Generally, the penalty for
failure to file on time is $100 per return (to an annual maximum of
$1.5 million) plus another possible $100 penalty for failure to
provide correct information to holders or nominees on time (also to an
annual maximum of $1.5 million).
The rules to report corporate actions affecting tax basis of stock (other
than stock of a regulated investment company (RIC) or stock acquired in
connection with a dividend reinvestment plan (DRIP)) became effective
January 1, 2011.
Corporate issuers must provide written statements to security holders by January 15 of the year
following the year of the corporate action. In February, the IRS postponed
the due date for providing calendar year 2011 corporate action returns (or
website postings) to January 17, 2012 in Notice 2011-18.
In general, an issuer that takes an organizational action that affects the
basis of all holders of a security (or class of security) owned by a U.S.

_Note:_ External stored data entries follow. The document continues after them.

//! Character-to-keystroke tables.
//!
//! The reference table covers everything typable on a US-QWERTY layout:
//! letters (left-shift for uppercase), digits, punctuation, and the shifted
//! digit row. Hosts configured with a different physical layout overlay a
//! per-character substitution table built by [`crate::layout`]; substitution
//! entries win over the reference entry for the same character, and a
//! substitution `Skip` shadows a reference entry the layout cannot produce.

use std::collections::HashMap;

use crate::report::Modifiers;
use crate::usage;

/// A single key press: usage code plus the modifiers held for it.
#[derive(Debug, Clone, Copy, PartialEq, Eq)]
pub struct KeyStroke {
    pub usage: u16,
    pub modifiers: Modifiers,
}

impl KeyStroke {
    pub fn plain(usage: u16) -> Self {
        Self {
            usage,
            modifiers: Modifiers::empty(),
        }
    }

    pub fn shifted(usage: u16) -> Self {
        Self {
            usage,
            modifiers: Modifiers::LEFT_SHIFT,
        }
    }
}

/// How a character is produced on the effective layout.
#[derive(Debug, Clone, Copy, PartialEq, Eq)]
pub enum CharStrokes {
    /// One key press.
    Single(KeyStroke),
    /// Dead key followed by a base key (accented characters on some layouts).
    Compose { dead: KeyStroke, base: KeyStroke },
    /// Unreachable on the effective layout.
    Skip,
}

/// Effective character map: US-QWERTY reference plus an optional per-layout
/// substitution overlay.
#[derive(Debug, Clone, Default)]
pub struct CharMap {
    reference: HashMap<char, KeyStroke>,
    substitution: HashMap<char, CharStrokes>,
}

impl CharMap {
    /// The US-QWERTY reference map with no substitution.
    pub fn reference() -> Self {
        let mut reference = HashMap::new();

        for (i, lower) in ('a'..='z').enumerate() {
            let code = usage::A + i as u16;
            reference.insert(lower, KeyStroke::plain(code));
            reference.insert(lower.to_ascii_uppercase(), KeyStroke::shifted(code));
        }

        for (i, digit) in ('1'..='9').enumerate() {
            reference.insert(digit, KeyStroke::plain(usage::DIGIT_1 + i as u16));
        }
        reference.insert('0', KeyStroke::plain(usage::DIGIT_0));

        // Shifted digit row.
        for (shifted, code) in [
            ('!', usage::DIGIT_1),
            ('@', usage::DIGIT_2),
            ('#', usage::DIGIT_3),
            ('$', usage::DIGIT_4),
            ('%', usage::DIGIT_5),
            ('^', usage::DIGIT_6),
            ('&', usage::DIGIT_7),
            ('*', usage::DIGIT_8),
            ('(', usage::DIGIT_9),
            (')', usage::DIGIT_0),
        ] {
            reference.insert(shifted, KeyStroke::shifted(code));
        }

        // Punctuation keys and their shifted pairs.
        for (plain, shifted, code) in [
            ('-', '_', usage::HYPHEN),
            ('=', '+', usage::EQUAL),
            ('[', '{', usage::OPEN_BRACKET),
            (']', '}', usage::CLOSE_BRACKET),
            ('\\', '|', usage::BACKSLASH),
            (';', ':', usage::SEMICOLON),
            ('\'', '"', usage::QUOTE),
            ('`', '~', usage::GRAVE),
            (',', '<', usage::COMMA),
            ('.', '>', usage::PERIOD),
            ('/', '?', usage::SLASH),
        ] {
            reference.insert(plain, KeyStroke::plain(code));
            reference.insert(shifted, KeyStroke::shifted(code));
        }

        reference.insert(' ', KeyStroke::plain(usage::SPACE));
        reference.insert('\n', KeyStroke::plain(usage::RETURN));
        reference.insert('\t', KeyStroke::plain(usage::TAB));

        Self {
            reference,
            substitution: HashMap::new(),
        }
    }

    /// Reference map overlaid with a per-layout substitution table.
    pub fn with_substitution(substitution: HashMap<char, CharStrokes>) -> Self {
        let mut map = Self::reference();
        map.substitution = substitution;
        map
    }

    /// How `c` is produced, substitution first, reference second.
    pub fn resolve(&self, c: char) -> CharStrokes {
        if let Some(sub) = self.substitution.get(&c) {
            return *sub;
        }
        match self.reference.get(&c) {
            Some(stroke) => CharStrokes::Single(*stroke),
            None => CharStrokes::Skip,
        }
    }

    pub fn is_typeable(&self, c: char) -> bool {
        !matches!(self.resolve(c), CharStrokes::Skip)
    }

    /// Every character the reference table covers. Substitution builders
    /// iterate this to reverse-look-up each one on the configured layout.
    pub fn reference_chars(&self) -> impl Iterator<Item = char> + '_ {
        self.reference.keys().copied()
    }
}

/// Usage code for a named special key (`return`, `escape`, arrows, `f1`..).
pub fn named_key(name: &str) -> Option<u16> {
    let code = match name {
        "return" | "enter" => usage::RETURN,
        "escape" | "esc" => usage::ESCAPE,
        "delete" | "backspace" => usage::DELETE,
        "forward_delete" => usage::DELETE_FORWARD,
        "tab" => usage::TAB,
        "space" => usage::SPACE,
        "up" => usage::UP_ARROW,
        "down" => usage::DOWN_ARROW,
        "left" => usage::LEFT_ARROW,
        "right" => usage::RIGHT_ARROW,
        "home" => usage::HOME,
        "end" => usage::END,
        "page_up" | "pageup" => usage::PAGE_UP,
        "page_down" | "pagedown" => usage::PAGE_DOWN,
        "caps_lock" => usage::CAPS_LOCK,
        "f1" => usage::F1,
        "f2" => usage::F2,
        "f3" => usage::F3,
        "f4" => usage::F4,
        "f5" => usage::F5,
        "f6" => usage::F6,
        "f7" => usage::F7,
        "f8" => usage::F8,
        "f9" => usage::F9,
        "f10" => usage::F10,
        "f11" => usage::F11,
        "f12" => usage::F12,
        _ => return None,
    };
    Some(code)
}

/// Modifier mask for a named modifier.
pub fn modifier_named(name: &str) -> Option<Modifiers> {
    let mask = match name {
        "command" | "cmd" => Modifiers::LEFT_COMMAND,
        "shift" => Modifiers::LEFT_SHIFT,
        "option" | "alt" => Modifiers::LEFT_OPTION,
        "control" | "ctrl" => Modifiers::LEFT_CONTROL,
        "right_command" => Modifiers::RIGHT_COMMAND,
        "right_shift" => Modifiers::RIGHT_SHIFT,
        "right_option" => Modifiers::RIGHT_OPTION,
        "right_control" => Modifiers::RIGHT_CONTROL,
        _ => return None,
    };
    Some(mask)
}

#[cfg(test)]
mod tests {
    use super::*;

    #[test]
    fn reference_letters_and_shift() {
        let map = CharMap::reference();
        assert_eq!(
            map.resolve('h'),
            CharStrokes::Single(KeyStroke::plain(usage::H))
        );
        assert_eq!(
            map.resolve('H'),
            CharStrokes::Single(KeyStroke::shifted(usage::H))
        );
        assert_eq!(
            map.resolve('!'),
            CharStrokes::Single(KeyStroke::shifted(usage::DIGIT_1))
        );
        assert_eq!(
            map.resolve('?'),
            CharStrokes::Single(KeyStroke::shifted(usage::SLASH))
        );
    }

    #[test]
    fn characters_outside_reference_skip() {
        let map = CharMap::reference();
        assert_eq!(map.resolve('\u{e9}'), CharStrokes::Skip);
        assert_eq!(map.resolve('\u{1F600}'), CharStrokes::Skip);
        assert!(!map.is_typeable('\u{e9}'));
    }

    #[test]
    fn substitution_wins_over_reference() {
        let mut sub = HashMap::new();
        // On a layout where 'z' lives on the QWERTY 'y' key.
        sub.insert('z', CharStrokes::Single(KeyStroke::plain(usage::Y)));
        sub.insert('@', CharStrokes::Skip);
        let map = CharMap::with_substitution(sub);
        assert_eq!(
            map.resolve('z'),
            CharStrokes::Single(KeyStroke::plain(usage::Y))
        );
        assert_eq!(map.resolve('@'), CharStrokes::Skip);
        // Untouched characters still resolve through the reference table.
        assert_eq!(
            map.resolve('a'),
            CharStrokes::Single(KeyStroke::plain(usage::A))
        );
    }

    #[test]
    fn named_keys_and_modifiers() {
        assert_eq!(named_key("return"), Some(usage::RETURN));
        assert_eq!(named_key("f11"), Some(usage::F11));
        assert_eq!(named_key("bogus"), None);
        assert_eq!(modifier_named("command"), Some(Modifiers::LEFT_COMMAND));
        assert_eq!(
            modifier_named("shift").unwrap() | modifier_named("ctrl").unwrap(),
            Modifiers::LEFT_SHIFT | Modifiers::LEFT_CONTROL
        );
        assert_eq!(modifier_named("hyper"), None);
    }
}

taxpayer that is not tax-exempt must file Form 8937 with the IRS, or
post a completed Form 8937 (or equivalent information) on its website, under section 6045B of the Internal Revenue Code. The regulations refer to “a stock
split or a merger or acquisition”, and provide examples of a reportable
stock dividend and a reportable stock split.
A reporting requirement may be triggered by transactions
- Share exchanges
- Return of basis distributions
- Conversions from a publicly-traded partnership into a corporation.
Amounts required to be reported on Form
1099-DIV, "Dividends and Distributions" or initial public offerings
may not have to be reported under these rules.